Collected data
——
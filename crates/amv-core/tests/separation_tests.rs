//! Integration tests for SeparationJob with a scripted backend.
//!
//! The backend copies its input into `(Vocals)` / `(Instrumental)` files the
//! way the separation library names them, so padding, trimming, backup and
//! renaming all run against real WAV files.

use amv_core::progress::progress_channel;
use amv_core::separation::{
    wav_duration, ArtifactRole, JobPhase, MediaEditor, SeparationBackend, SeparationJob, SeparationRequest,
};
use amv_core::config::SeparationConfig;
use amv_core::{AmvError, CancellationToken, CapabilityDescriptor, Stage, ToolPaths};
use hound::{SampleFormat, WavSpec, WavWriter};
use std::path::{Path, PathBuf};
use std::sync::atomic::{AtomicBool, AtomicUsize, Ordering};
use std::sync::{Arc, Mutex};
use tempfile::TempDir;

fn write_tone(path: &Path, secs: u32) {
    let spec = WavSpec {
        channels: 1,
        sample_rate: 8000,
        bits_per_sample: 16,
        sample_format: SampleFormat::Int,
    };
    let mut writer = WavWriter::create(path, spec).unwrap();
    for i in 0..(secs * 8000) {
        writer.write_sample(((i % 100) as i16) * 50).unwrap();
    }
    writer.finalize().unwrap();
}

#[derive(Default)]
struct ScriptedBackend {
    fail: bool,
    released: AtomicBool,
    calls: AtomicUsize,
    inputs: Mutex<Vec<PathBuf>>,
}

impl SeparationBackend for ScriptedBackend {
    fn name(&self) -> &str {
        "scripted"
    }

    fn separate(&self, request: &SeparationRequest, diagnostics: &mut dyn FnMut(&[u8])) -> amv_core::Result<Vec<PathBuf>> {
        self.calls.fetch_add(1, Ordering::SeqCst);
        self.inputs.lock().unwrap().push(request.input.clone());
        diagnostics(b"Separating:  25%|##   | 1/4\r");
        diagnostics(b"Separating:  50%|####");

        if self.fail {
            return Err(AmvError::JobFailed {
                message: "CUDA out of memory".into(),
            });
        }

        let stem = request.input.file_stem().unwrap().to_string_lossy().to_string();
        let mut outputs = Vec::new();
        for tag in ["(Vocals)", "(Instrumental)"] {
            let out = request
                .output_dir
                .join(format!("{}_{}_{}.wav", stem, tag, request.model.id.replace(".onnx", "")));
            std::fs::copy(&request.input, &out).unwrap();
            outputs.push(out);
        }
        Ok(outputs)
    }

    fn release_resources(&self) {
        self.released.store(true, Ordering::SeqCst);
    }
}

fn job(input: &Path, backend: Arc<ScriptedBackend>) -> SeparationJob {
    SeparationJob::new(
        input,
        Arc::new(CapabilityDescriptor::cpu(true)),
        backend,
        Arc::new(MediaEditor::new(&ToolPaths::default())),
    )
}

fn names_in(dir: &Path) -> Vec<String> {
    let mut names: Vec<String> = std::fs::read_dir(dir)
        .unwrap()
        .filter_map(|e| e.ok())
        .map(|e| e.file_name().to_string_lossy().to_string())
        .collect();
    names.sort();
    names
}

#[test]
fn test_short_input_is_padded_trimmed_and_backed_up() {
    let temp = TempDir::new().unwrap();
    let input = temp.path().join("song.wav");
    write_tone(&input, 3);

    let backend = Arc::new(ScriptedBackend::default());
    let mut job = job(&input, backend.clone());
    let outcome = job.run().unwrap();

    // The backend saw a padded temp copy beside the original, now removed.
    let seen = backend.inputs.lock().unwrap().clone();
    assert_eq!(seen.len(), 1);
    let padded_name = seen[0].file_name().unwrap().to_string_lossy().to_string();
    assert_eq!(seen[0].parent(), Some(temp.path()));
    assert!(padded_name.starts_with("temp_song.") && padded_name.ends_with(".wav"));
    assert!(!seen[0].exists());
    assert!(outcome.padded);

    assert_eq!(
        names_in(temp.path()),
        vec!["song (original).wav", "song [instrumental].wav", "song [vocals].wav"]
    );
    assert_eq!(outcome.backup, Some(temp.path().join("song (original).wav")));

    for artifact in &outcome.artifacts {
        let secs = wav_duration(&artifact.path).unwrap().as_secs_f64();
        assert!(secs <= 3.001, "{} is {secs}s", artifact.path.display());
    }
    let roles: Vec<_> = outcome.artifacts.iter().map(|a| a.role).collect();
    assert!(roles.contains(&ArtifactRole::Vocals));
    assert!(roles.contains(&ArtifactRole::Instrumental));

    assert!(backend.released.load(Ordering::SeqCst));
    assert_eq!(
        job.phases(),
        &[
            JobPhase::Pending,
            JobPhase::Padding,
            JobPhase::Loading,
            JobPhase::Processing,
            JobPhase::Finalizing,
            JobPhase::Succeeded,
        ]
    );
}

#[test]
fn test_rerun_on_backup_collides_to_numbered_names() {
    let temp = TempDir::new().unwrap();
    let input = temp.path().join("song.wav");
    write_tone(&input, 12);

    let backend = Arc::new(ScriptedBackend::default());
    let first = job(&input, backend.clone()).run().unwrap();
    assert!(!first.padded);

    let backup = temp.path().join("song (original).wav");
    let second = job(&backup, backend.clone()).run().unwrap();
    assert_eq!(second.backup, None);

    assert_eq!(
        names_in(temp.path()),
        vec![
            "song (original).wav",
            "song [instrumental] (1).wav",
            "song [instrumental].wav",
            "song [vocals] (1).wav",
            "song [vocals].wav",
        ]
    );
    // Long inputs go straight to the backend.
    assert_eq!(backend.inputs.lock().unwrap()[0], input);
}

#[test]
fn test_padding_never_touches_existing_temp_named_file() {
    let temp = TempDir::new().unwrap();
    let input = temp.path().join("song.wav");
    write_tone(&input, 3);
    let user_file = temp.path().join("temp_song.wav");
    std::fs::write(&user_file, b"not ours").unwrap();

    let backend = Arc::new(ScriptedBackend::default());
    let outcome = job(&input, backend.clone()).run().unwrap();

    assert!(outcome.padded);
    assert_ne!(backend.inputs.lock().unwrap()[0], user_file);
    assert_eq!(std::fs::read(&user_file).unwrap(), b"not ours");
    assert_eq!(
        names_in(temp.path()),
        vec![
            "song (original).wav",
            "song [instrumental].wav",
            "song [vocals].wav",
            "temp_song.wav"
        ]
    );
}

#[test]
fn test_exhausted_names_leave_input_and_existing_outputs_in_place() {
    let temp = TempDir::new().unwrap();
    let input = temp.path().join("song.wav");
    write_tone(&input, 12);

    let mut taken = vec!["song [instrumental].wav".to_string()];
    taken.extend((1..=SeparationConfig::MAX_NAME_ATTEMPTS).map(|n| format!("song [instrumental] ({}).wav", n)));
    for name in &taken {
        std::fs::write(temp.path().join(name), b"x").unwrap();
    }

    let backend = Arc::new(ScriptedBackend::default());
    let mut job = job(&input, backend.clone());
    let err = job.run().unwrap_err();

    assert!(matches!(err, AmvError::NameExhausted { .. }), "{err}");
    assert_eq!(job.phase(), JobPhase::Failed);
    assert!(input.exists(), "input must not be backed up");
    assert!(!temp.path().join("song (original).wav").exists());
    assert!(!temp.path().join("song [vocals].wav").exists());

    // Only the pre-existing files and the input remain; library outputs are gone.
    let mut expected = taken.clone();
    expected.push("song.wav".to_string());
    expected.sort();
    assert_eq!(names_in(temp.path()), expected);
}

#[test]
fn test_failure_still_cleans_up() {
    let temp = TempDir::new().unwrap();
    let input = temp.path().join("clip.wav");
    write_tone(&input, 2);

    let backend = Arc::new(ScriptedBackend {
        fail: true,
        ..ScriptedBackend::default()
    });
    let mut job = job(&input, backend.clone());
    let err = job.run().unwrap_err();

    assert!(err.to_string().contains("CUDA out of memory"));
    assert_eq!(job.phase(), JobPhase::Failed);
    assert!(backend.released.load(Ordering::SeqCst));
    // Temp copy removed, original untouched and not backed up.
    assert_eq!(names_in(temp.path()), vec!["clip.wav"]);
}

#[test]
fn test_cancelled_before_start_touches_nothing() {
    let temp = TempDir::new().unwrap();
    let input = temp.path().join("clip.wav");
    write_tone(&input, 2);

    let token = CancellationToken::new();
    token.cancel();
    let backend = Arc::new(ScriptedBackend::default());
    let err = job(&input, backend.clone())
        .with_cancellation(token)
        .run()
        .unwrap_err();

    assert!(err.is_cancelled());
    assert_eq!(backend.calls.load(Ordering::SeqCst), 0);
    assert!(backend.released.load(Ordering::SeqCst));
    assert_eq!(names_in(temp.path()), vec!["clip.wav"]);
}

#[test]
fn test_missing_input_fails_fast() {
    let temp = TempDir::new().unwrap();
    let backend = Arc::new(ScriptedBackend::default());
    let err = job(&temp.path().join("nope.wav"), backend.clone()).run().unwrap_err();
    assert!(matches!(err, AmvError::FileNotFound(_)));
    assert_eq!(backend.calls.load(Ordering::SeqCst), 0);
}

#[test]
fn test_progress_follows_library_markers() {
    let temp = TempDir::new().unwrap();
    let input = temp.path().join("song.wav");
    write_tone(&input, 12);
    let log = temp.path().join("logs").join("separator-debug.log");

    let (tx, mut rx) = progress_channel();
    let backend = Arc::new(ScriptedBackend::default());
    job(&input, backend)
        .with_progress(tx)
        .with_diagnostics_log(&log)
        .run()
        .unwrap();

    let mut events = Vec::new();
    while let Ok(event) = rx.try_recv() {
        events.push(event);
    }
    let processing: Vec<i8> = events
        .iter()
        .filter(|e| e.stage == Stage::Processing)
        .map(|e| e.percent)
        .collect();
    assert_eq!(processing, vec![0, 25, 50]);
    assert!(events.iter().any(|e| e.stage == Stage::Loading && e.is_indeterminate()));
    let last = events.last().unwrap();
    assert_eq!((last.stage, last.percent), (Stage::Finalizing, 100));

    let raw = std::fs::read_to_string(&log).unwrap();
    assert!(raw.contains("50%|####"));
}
——
Task prompt: Select every line of the records holding the string "SeparationRequest".

Written reply:
    wav_duration, ArtifactRole, JobPhase, MediaEditor, SeparationBackend, SeparationJob, SeparationRequest,
    fn separate(&self, request: &SeparationRequest, diagnostics: &mut dyn FnMut(&[u8])) -> amv_core::Result<Vec<PathBuf>> {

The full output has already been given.